Stored data:
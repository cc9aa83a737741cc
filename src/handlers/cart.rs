use askama::Template;
use askama_web::WebTemplate;
use axum::{
    extract::State,
    http::StatusCode,
    response::{IntoResponse, Redirect, Response},
    Form,
};
use serde::Deserialize;
use tower_cookies::Cookies;

use crate::{error::Result, models::cart::CartItem, state::AppState};

/// The add-to-cart form body. Fields are unvalidated and default to
/// empty when absent; the item is stored exactly as submitted.
#[derive(Deserialize, Debug)]
pub struct AddItemForm {
    #[serde(default)]
    pub name: String,
    #[serde(default)]
    pub price: String,
    #[serde(default)]
    pub size: String,
}

/// The cart removal form body. The index arrives as text from form
/// encoding and is parsed explicitly; when absent it defaults to empty,
/// which fails the parse and lands in the bare-400 path.
#[derive(Deserialize, Debug)]
pub struct RemoveItemForm {
    #[serde(default)]
    pub index: String,
}

/// Cart page template.
#[derive(Template, WebTemplate)]
#[template(path = "cart.html")]
pub struct CartTemplate {
    pub is_logged_in: bool,
    pub cart_items: Vec<CartItem>,
}

/// Adds one item to the session's cart.
///
/// The gate is a strict check of the session flag: an anonymous or
/// logged-out browser is redirected to the login page and the item is
/// discarded, not queued.
#[axum::debug_handler]
pub async fn add_item(
    State(mut state): State<AppState>,
    cookies: Cookies,
    Form(form): Form<AddItemForm>,
) -> Result<Response> {
    let mut loaded = state.sessions.load(&cookies).await?;

    if !loaded.session.is_logged_in {
        return Ok(Redirect::to("/login").into_response());
    }

    loaded.session.add_item(CartItem {
        name: form.name,
        price: form.price,
        size: form.size,
    });
    state.sessions.save(&cookies, &loaded).await?;

    tracing::debug!(
        "🛒 Cart item added, session {} now has {} item(s)",
        loaded.id,
        loaded.session.cart.len()
    );
    Ok(Redirect::to("/cart").into_response())
}

/// Renders the cart view, or redirects to login when not
/// authenticated. The cart page is never reachable anonymously.
#[axum::debug_handler]
pub async fn view(State(mut state): State<AppState>, cookies: Cookies) -> Result<Response> {
    let loaded = state.sessions.load(&cookies).await?;

    if !loaded.session.is_logged_in {
        return Ok(Redirect::to("/login").into_response());
    }

    Ok(CartTemplate {
        is_logged_in: true,
        cart_items: loaded.session.cart,
    }
    .into_response())
}

/// Removes one item from the cart by position.
///
/// Policy for the submitted index: it must parse as a non-negative
/// integer and fall inside the current cart. Anything else is a bare
/// 400 with no body, and the cart is left untouched.
#[axum::debug_handler]
pub async fn remove_item(
    State(mut state): State<AppState>,
    cookies: Cookies,
    Form(form): Form<RemoveItemForm>,
) -> Result<Response> {
    let mut loaded = state.sessions.load(&cookies).await?;

    let removed = form
        .index
        .trim()
        .parse::<usize>()
        .is_ok_and(|index| loaded.session.remove_item(index));

    if !removed {
        return Ok(StatusCode::BAD_REQUEST.into_response());
    }

    state.sessions.save(&cookies, &loaded).await?;
    Ok(Redirect::to("/cart").into_response())
}

#[cfg(test)]
mod tests {
    use super::*;

    #[test]
    fn missing_index_field_defaults_to_empty_and_fails_the_parse() {
        let form: RemoveItemForm = serde_urlencoded::from_str("").unwrap();
        assert!(form.index.trim().parse::<usize>().is_err());
    }

    #[test]
    fn partial_add_item_form_defaults_absent_fields_to_empty() {
        let form: AddItemForm = serde_urlencoded::from_str("name=Shirt").unwrap();
        assert_eq!(form.name, "Shirt");
        assert_eq!(form.price, "");
        assert_eq!(form.size, "");
    }
}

**WHAT THE TASK REQUIRES**:
Would you please reproduce the entries above word for word?

**ANSWER TO THIS EXERCISE**:
repository cc9aa83a737741cc
filename src/handlers/cart.rs
use askama::Template;
use askama_web::WebTemplate;
use axum::{
    extract::State,
    http::StatusCode,
    response::{IntoResponse, Redirect, Response},
    Form,
};
use serde::Deserialize;
use tower_cookies::Cookies;

use crate::{error::Result, models::cart::CartItem, state::AppState};

/// The add-to-cart form body. Fields are unvalidated and default to
/// empty when absent; the item is stored exactly as submitted.
#[derive(Deserialize, Debug)]
pub struct AddItemForm {
    #[serde(default)]
    pub name: String,
    #[serde(default)]
    pub price: String,
    #[serde(default)]
    pub size: String,
}

/// The cart removal form body. The index arrives as text from form
/// encoding and is parsed explicitly; when absent it defaults to empty,
/// which fails the parse and lands in the bare-400 path.
#[derive(Deserialize, Debug)]
pub struct RemoveItemForm {
    #[serde(default)]
    pub index: String,
}

/// Cart page template.
#[derive(Template, WebTemplate)]
#[template(path = "cart.html")]
pub struct CartTemplate {
    pub is_logged_in: bool,
    pub cart_items: Vec<CartItem>,
}

/// Adds one item to the session's cart.
///
/// The gate is a strict check of the session flag: an anonymous or
/// logged-out browser is redirected to the login page and the item is
/// discarded, not queued.
#[axum::debug_handler]
pub async fn add_item(
    State(mut state): State<AppState>,
    cookies: Cookies,
    Form(form): Form<AddItemForm>,
) -> Result<Response> {
    let mut loaded = state.sessions.load(&cookies).await?;

    if !loaded.session.is_logged_in {
        return Ok(Redirect::to("/login").into_response());
    }

    loaded.session.add_item(CartItem {
        name: form.name,
        price: form.price,
        size: form.size,
    });
    state.sessions.save(&cookies, &loaded).await?;

    tracing::debug!(
        "🛒 Cart item added, session {} now has {} item(s)",
        loaded.id,
        loaded.session.cart.len()
    );
    Ok(Redirect::to("/cart").into_response())
}

/// Renders the cart view, or redirects to login when not
/// authenticated. The cart page is never reachable anonymously.
#[axum::debug_handler]
pub async fn view(State(mut state): State<AppState>, cookies: Cookies) -> Result<Response> {
    let loaded = state.sessions.load(&cookies).await?;

    if !loaded.session.is_logged_in {
        return Ok(Redirect::to("/login").into_response());
    }

    Ok(CartTemplate {
        is_logged_in: true,
        cart_items: loaded.session.cart,
    }
    .into_response())
}

/// Removes one item from the cart by position.
///
/// Policy for the submitted index: it must parse as a non-negative
/// integer and fall inside the current cart. Anything else is a bare
/// 400 with no body, and the cart is left untouched.
#[axum::debug_handler]
pub async fn remove_item(
    State(mut state): State<AppState>,
    cookies: Cookies,
    Form(form): Form<RemoveItemForm>,
) -> Result<Response> {
    let mut loaded = state.sessions.load(&cookies).await?;

    let removed = form
        .index
        .trim()
        .parse::<usize>()
        .is_ok_and(|index| loaded.session.remove_item(index));

    if !removed {
        return Ok(StatusCode::BAD_REQUEST.into_response());
    }

    state.sessions.save(&cookies, &loaded).await?;
    Ok(Redirect::to("/cart").into_response())
}

#[cfg(test)]
mod tests {
    use super::*;

    #[test]
    fn missing_index_field_defaults_to_empty_and_fails_the_parse() {
        let form: RemoveItemForm = serde_urlencoded::from_str("").unwrap();
        assert!(form.index.trim().parse::<usize>().is_err());
    }

    #[test]
    fn partial_add_item_form_defaults_absent_fields_to_empty() {
        let form: AddItemForm = serde_urlencoded::from_str("name=Shirt").unwrap();
        assert_eq!(form.name, "Shirt");
        assert_eq!(form.price, "");
        assert_eq!(form.size, "");
    }
}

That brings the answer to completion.